[RECORDS PROVIDED Boundary: Start]

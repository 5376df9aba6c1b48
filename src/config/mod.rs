//! Settings for the demo server: config files, then `OUTPUT_CACHE__*` environment
//! variables, then `serve` flags.

use std::{collections::HashMap, net::SocketAddr, str::FromStr};

use clap::Parser;
use config::{Config, Environment, File};
use serde::Deserialize;
use thiserror::Error;
use tracing::level_filters::LevelFilter;

use crate::cache::{
    DEFAULT_MAX_BODY_BYTES, DEFAULT_MEDIA_TYPE, DEFAULT_PURGE_INTERVAL_MS,
    DEFAULT_SUPPORTED_MEDIA_TYPES, EndpointPolicy,
};

mod cli;

pub use cli::{CliArgs, Command, ServeArgs, ServeOverrides};

const DEFAULT_CONFIG_BASENAME: &str = "config/default";
const LOCAL_CONFIG_BASENAME: &str = "output-cache";
const ENV_PREFIX: &str = "OUTPUT_CACHE";
const DEFAULT_HOST: &str = "127.0.0.1";
const DEFAULT_PORT: u16 = 3000;

/// Fully-resolved settings after precedence resolution and validation.
#[derive(Debug, Clone)]
pub struct Settings {
    pub server: ServerSettings,
    pub logging: LoggingSettings,
    pub cache: CacheSettings,
}

#[derive(Debug, Clone)]
pub struct ServerSettings {
    pub addr: SocketAddr,
}

#[derive(Debug, Clone)]
pub struct LoggingSettings {
    pub level: LevelFilter,
    pub format: LogFormat,
}

#[derive(Debug, Clone, Copy)]
pub enum LogFormat {
    Json,
    Compact,
}

#[derive(Debug, Clone)]
pub struct CacheSettings {
    pub enabled: bool,
    pub default_media_type: String,
    pub supported_media_types: Vec<String>,
    pub max_body_bytes: usize,
    pub purge_interval_ms: u64,
    pub endpoints: HashMap<String, HashMap<String, EndpointPolicy>>,
}

#[derive(Debug, Error)]
pub enum LoadError {
    #[error("failed to build configuration: {0}")]
    Build(#[from] config::ConfigError),
    #[error("invalid configuration for `{key}`: {reason}")]
    Invalid { key: &'static str, reason: String },
}

impl LoadError {
    fn invalid(key: &'static str, reason: impl Into<String>) -> Self {
        Self::Invalid {
            key,
            reason: reason.into(),
        }
    }
}

/// Merge every configuration source for `cli` and validate the result.
pub fn load(cli: &CliArgs) -> Result<Settings, LoadError> {
    let mut builder = Config::builder()
        .add_source(File::with_name(DEFAULT_CONFIG_BASENAME).required(false))
        .add_source(File::with_name(LOCAL_CONFIG_BASENAME).required(false));

    if let Some(path) = cli.config_file.as_ref() {
        builder = builder.add_source(File::from(path.as_path()).required(true));
    }

    builder = builder.add_source(
        Environment::with_prefix(ENV_PREFIX)
            .separator("__")
            .try_parsing(true)
            .list_separator(",")
            .with_list_parse_key("cache.supported_media_types"),
    );

    let mut raw: RawSettings = builder.build()?.try_deserialize()?;

    match cli.command.as_ref() {
        Some(Command::Serve(args)) => raw.apply_serve_overrides(&args.overrides),
        Some(Command::CheckConfig) | None => raw.apply_serve_overrides(&ServeOverrides::default()),
    }

    Settings::from_raw(raw)
}

#[derive(Debug, Clone, Deserialize, Default)]
#[serde(default)]
struct RawSettings {
    server: RawServerSettings,
    logging: RawLoggingSettings,
    cache: RawCacheSettings,
}

impl RawSettings {
    fn apply_serve_overrides(&mut self, overrides: &ServeOverrides) {
        if let Some(host) = overrides.server_host.as_ref() {
            self.server.host = Some(host.clone());
        }
        if let Some(port) = overrides.server_port {
            self.server.port = Some(port);
        }
        if let Some(level) = overrides.log_level.as_ref() {
            self.logging.level = Some(level.clone());
        }
        if let Some(json) = overrides.log_json {
            self.logging.json = Some(json);
        }
        if let Some(enabled) = overrides.cache_enabled {
            self.cache.enabled = Some(enabled);
        }
        if let Some(limit) = overrides.cache_max_body_bytes {
            self.cache.max_body_bytes = Some(limit);
        }
        if let Some(interval) = overrides.cache_purge_interval_ms {
            self.cache.purge_interval_ms = Some(interval);
        }
    }
}

impl Settings {
    fn from_raw(raw: RawSettings) -> Result<Self, LoadError> {
        let RawSettings {
            server,
            logging,
            cache,
        } = raw;

        let server = build_server_settings(server)?;
        let logging = build_logging_settings(logging)?;
        let cache = build_cache_settings(cache)?;

        Ok(Self {
            server,
            logging,
            cache,
        })
    }
}

fn build_server_settings(server: RawServerSettings) -> Result<ServerSettings, LoadError> {
    let host = server.host.unwrap_or_else(|| DEFAULT_HOST.to_string());

    let port = server.port.unwrap_or(DEFAULT_PORT);
    if port == 0 {
        return Err(LoadError::invalid(
            "server.port",
            "port must be greater than zero",
        ));
    }

    let addr = parse_socket_addr(&host, port)
        .map_err(|reason| LoadError::invalid("server.addr", reason))?;

    Ok(ServerSettings { addr })
}

fn build_logging_settings(logging: RawLoggingSettings) -> Result<LoggingSettings, LoadError> {
    let level = match logging.level {
        Some(level) => LevelFilter::from_str(level.as_str()).map_err(|err| {
            LoadError::invalid("logging.level", format!("failed to parse: {err}"))
        })?,
        None => LevelFilter::INFO,
    };

    let format = if logging.json.unwrap_or(false) {
        LogFormat::Json
    } else {
        LogFormat::Compact
    };

    Ok(LoggingSettings { level, format })
}

fn build_cache_settings(cache: RawCacheSettings) -> Result<CacheSettings, LoadError> {
    let default_media_type = cache
        .default_media_type
        .map(|value| value.trim().to_ascii_lowercase())
        .unwrap_or_else(|| DEFAULT_MEDIA_TYPE.to_string());
    if !is_media_type(&default_media_type) {
        return Err(LoadError::invalid(
            "cache.default_media_type",
            format!("`{default_media_type}` is not a type/subtype media type"),
        ));
    }

    let supported_media_types = match cache.supported_media_types {
        Some(types) => types
            .into_iter()
            .map(|value| value.trim().to_ascii_lowercase())
            .filter(|value| !value.is_empty())
            .collect::<Vec<_>>(),
        None => DEFAULT_SUPPORTED_MEDIA_TYPES
            .iter()
            .map(|value| value.to_string())
            .collect(),
    };
    if let Some(invalid) = supported_media_types
        .iter()
        .find(|value| !is_media_type(value))
    {
        return Err(LoadError::invalid(
            "cache.supported_media_types",
            format!("`{invalid}` is not a type/subtype media type"),
        ));
    }

    let max_body_bytes = cache.max_body_bytes.unwrap_or(DEFAULT_MAX_BODY_BYTES as u64);
    if max_body_bytes == 0 {
        return Err(LoadError::invalid(
            "cache.max_body_bytes",
            "must be greater than zero",
        ));
    }
    let max_body_bytes: usize = max_body_bytes.try_into().map_err(|_| {
        LoadError::invalid(
            "cache.max_body_bytes",
            "value exceeds supported range for usize",
        )
    })?;

    Ok(CacheSettings {
        enabled: cache.enabled.unwrap_or(true),
        default_media_type,
        supported_media_types,
        max_body_bytes,
        purge_interval_ms: cache
            .purge_interval_ms
            .unwrap_or(DEFAULT_PURGE_INTERVAL_MS),
        endpoints: cache.endpoints,
    })
}

#[derive(Debug, Clone, Deserialize, Default)]
#[serde(default)]
struct RawServerSettings {
    host: Option<String>,
    port: Option<u16>,
}

#[derive(Debug, Clone, Deserialize, Default)]
#[serde(default)]
struct RawLoggingSettings {
    level: Option<String>,
    json: Option<bool>,
}

#[derive(Debug, Clone, Deserialize, Default)]
#[serde(default)]
struct RawCacheSettings {
    enabled: Option<bool>,
    default_media_type: Option<String>,
    supported_media_types: Option<Vec<String>>,
    max_body_bytes: Option<u64>,
    purge_interval_ms: Option<u64>,
    endpoints: HashMap<String, HashMap<String, EndpointPolicy>>,
}

fn parse_socket_addr(host: &str, port: u16) -> Result<SocketAddr, String> {
    let candidate = format!("{host}:{port}");
    candidate
        .parse()
        .map_err(|err| format!("invalid address `{candidate}`: {err}"))
}

fn is_media_type(value: &str) -> bool {
    matches!(
        value.split_once('/'),
        Some((kind, subtype)) if !kind.is_empty() && !subtype.is_empty()
    )
}

/// Parse the process arguments and load settings for them.
pub fn load_with_cli() -> Result<(CliArgs, Settings), LoadError> {
    let args = CliArgs::parse();
    let settings = load(&args)?;
    Ok((args, settings))
}

#[cfg(test)]
mod tests;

[RECORDS PROVIDED Boundary: End]

> GOAL OF THE EXERCISE:
Where a line of the data above includes "struct", copy that line.

> RESULT FOR THIS TASK:
pub struct Settings {
pub struct ServerSettings {
pub struct LoggingSettings {
pub struct CacheSettings {
struct RawSettings {
struct RawServerSettings {
struct RawLoggingSettings {
struct RawCacheSettings {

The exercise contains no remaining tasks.